‘It will destroy the Postal Service’: USPS plan to crack down on mail voting spurs alarm 

An election worker processes mail ballots in Los Angeles County June 2, 2026. (Photo: Patrick T. Fallon/AFP via Getty Images)
An election worker processes mail ballots in Los Angeles County June 2, 2026. (Photo: Patrick T. Fallon/AFP via Getty Images)

Testimony by the top U.S. postal official Wednesday marked the first time that the United States Postal Service (USPS) attempted to publicly defend its plan to implement President Donald Trump’s anti-mail voting executive order.

But rather than trying to assuage concerns that Trump is using USPS as a vehicle to seize control of U.S. elections, Postmaster General David Steiner all but confirmed lawmakers, election officials and Postal Service advocates’ worst fears.

He told lawmakers that under a new proposed rule ordered by Trump, the Postal Service would not deliver mail-in ballots in states that refuse to hand over their voter rolls to the federal government.

Reacting to the hearing, Steve Hutkins, a retired New York University professor and a leading advocate for the USPS through savethepostoffice.com, told Democracy Docket that if the agency ultimately moves forward with the proposal, he believes “it will destroy the Postal Service.”

“It won’t just be tainted. Its whole brand will be destroyed. All those states — if they can’t do voting by mail in California or Oregon because they won’t give over the lists, that’ll be the end of the Post Office,” he said. “Those states are some of the strongest defenders of the Post Office.”

Hutkins added that he was disappointed in Steiner, saying the postmaster general minimized the significance of the proposal throughout the hearing. 

Instead of addressing the senators’ concerns, Steiner claimed that the proposal formalizes best practices for election mail that the Postal Service promulgates to the states each year. He also claimed that the voter lists were just delivery “manifests.”

“It’s essentially a national voter registration,” Hutkins said. “It’s much more than a mere manifest.”

Hutkins said he was particularly struck by Sen. Gary Peters (D-Mich.), the ranking member of the Senate Homeland Security Committee, saying that the Postal Service’s Board of Governors did not approve of the proposal.

“That was huge. I almost jumped out of my seat when I heard that,” Hutkins said, adding that he wasn’t sure how the senator knew that. “Of course, anything of that magnitude should have been approved by the Board of Governors.” 

Conversations between Senate Homeland Security Committee members and Postmaster General Steiner and his team indicated that the board did not formally approve the proposed rule, according to a committee aide.

Specifically, the Postal Service’s proposal would require state election officials to send USPS a list of voters who have requested a mail-in or absentee ballot at least 30 days before ballots are sent out under state law. If voters aren’t on the list, they will not receive a ballot. 

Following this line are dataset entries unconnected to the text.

#[macro_export]
macro_rules! profile {
  ($name:expr) => {{
    let _span = tracing::span!(tracing::Level::DEBUG, $name);
    let _enter = _span.enter();
  }};
}

pub mod diff;
pub mod modified_file;
pub mod repo;

// Re-exports
pub use diff::{parse_diff, DiffError, ParsedDiff};
pub use modified_file::{ChangeKind, ModifiedFile};
pub use repo::DiffRepository;
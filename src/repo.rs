//! Thin extension layer over git2 for diff formatting and blob access.
//!
//! Everything the record layer needs from the version-control library
//! goes through this trait, so the git plumbing stays in one place.

use std::path::Path;

use anyhow::{Context, Result};
use git2::{DiffFormat, DiffOptions, ErrorCode, Repository, Tree};

use crate::diff::Utf8String;

pub trait DiffRepository {
  /// Formats the diff between two trees as unified-diff text, restricted
  /// to the given pathspecs. `None` for the old tree diffs against the
  /// empty tree, which is how a root commit's changes are rendered.
  fn format_file_diff(&self, old_tree: Option<&Tree<'_>>, new_tree: &Tree<'_>, pathspecs: &[&Path]) -> Result<String>;

  /// Reads the blob at `path` inside `tree` and decodes it as UTF-8.
  /// A path that does not exist in the tree, or one that does not point
  /// at a locatable blob, yields `None` rather than an error.
  fn blob_text(&self, tree: &Tree<'_>, path: &Path) -> Result<Option<String>>;
}

impl DiffRepository for Repository {
  fn format_file_diff(&self, old_tree: Option<&Tree<'_>>, new_tree: &Tree<'_>, pathspecs: &[&Path]) -> Result<String> {
    profile!("Format file diff");

    let mut opts = DiffOptions::new();
    for pathspec in pathspecs {
      opts.pathspec(pathspec);
    }

    let mut diff = self
      .diff_tree_to_tree(old_tree, Some(new_tree), Some(&mut opts))
      .context("Failed to diff trees")?;

    // Collapse delete/add pairs back into renames so a renamed file
    // formats as the single entry its change descriptor describes.
    diff.find_similar(None).context("Failed to detect renames")?;

    let mut text = String::new();
    diff
      .print(DiffFormat::Patch, |_delta, _hunk, line| {
        // Content lines carry their origin out of band; re-attach it so
        // the output is the unified-diff text the parser expects.
        match line.origin() {
          '+' | '-' | ' ' => text.push(line.origin()),
          _ => {}
        }
        text.push_str(&line.content().to_utf8());
        true
      })
      .context("Failed to format diff")?;

    Ok(text)
  }

  fn blob_text(&self, tree: &Tree<'_>, path: &Path) -> Result<Option<String>> {
    profile!("Read blob content");

    let entry = match tree.get_path(path) {
      Ok(entry) => entry,
      Err(err) if err.code() == ErrorCode::NotFound => return Ok(None),
      Err(err) => return Err(err).with_context(|| format!("Failed to walk tree for {}", path.display()))
    };

    let blob = match self.find_blob(entry.id()) {
      Ok(blob) => blob,
      Err(err) if err.code() == ErrorCode::NotFound => return Ok(None),
      Err(err) => return Err(err).with_context(|| format!("Failed to read blob for {}", path.display()))
    };

    Ok(Some(blob.content().to_utf8()))
  }
}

During a panel discussion Wednesday hosted by the Center for Election Innovation and Research, a nonprofit pro-elections group that supports election officials, Minnesota Secretary of State Steve Simon (D) said the USPS’s proposal was “extremely problematic on a number of levels.”

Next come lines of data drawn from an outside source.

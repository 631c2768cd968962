//! Diff processing and parsing utilities.
//!
//! This module turns the unified-diff text of a single file into
//! structured, line-numbered data and provides the small extension
//! traits the record layer needs for working with git2 deltas.

pub mod parser;
pub mod traits;

pub use parser::{parse_diff, DiffError, ParsedDiff};
pub use traits::{DiffDeltaPath, Utf8String};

“We’re 132 days from general elections, so to be talking about standing up this kind of apparatus now at this close date is something that I think elections administrators everywhere are very, very nervous about,” Simon said.

He added that the proposal simply would not work with certain state laws, including his, which has no deadline for requesting a mail ballot. 

After the hearing, Sen. Elisa Slotkin (D-Mich.) wrote in a social media post that the proposal and Steiner’s leadership of the Postal Service were “part of a much bigger story.”

“President Trump does not believe that elections he loses are valid,” Slotkin said. “It’s all part of his authoritarian playbook.”

During the hearing, she urged the postmaster general to “push back on being a pawn on this authoritarian playbook.”

A day before Steiner’s testimony, Senate Democrats sent him and other USPS leaders a letter demanding that they abandon the proposal, calling it an “unconstitutional and illegal attempt” to turn USPS into an election administration agency.

“Ultimately, the proposed rule seeks to create a centralized national absentee voter database with individualized barcodes connected to the voters’ names under the control of the President that contains the voting information of millions of Americans,” the senators wrote.

They added that such information “would be ripe for potential abuse or improper disclosure potentially imperiling the integrity of American elections.”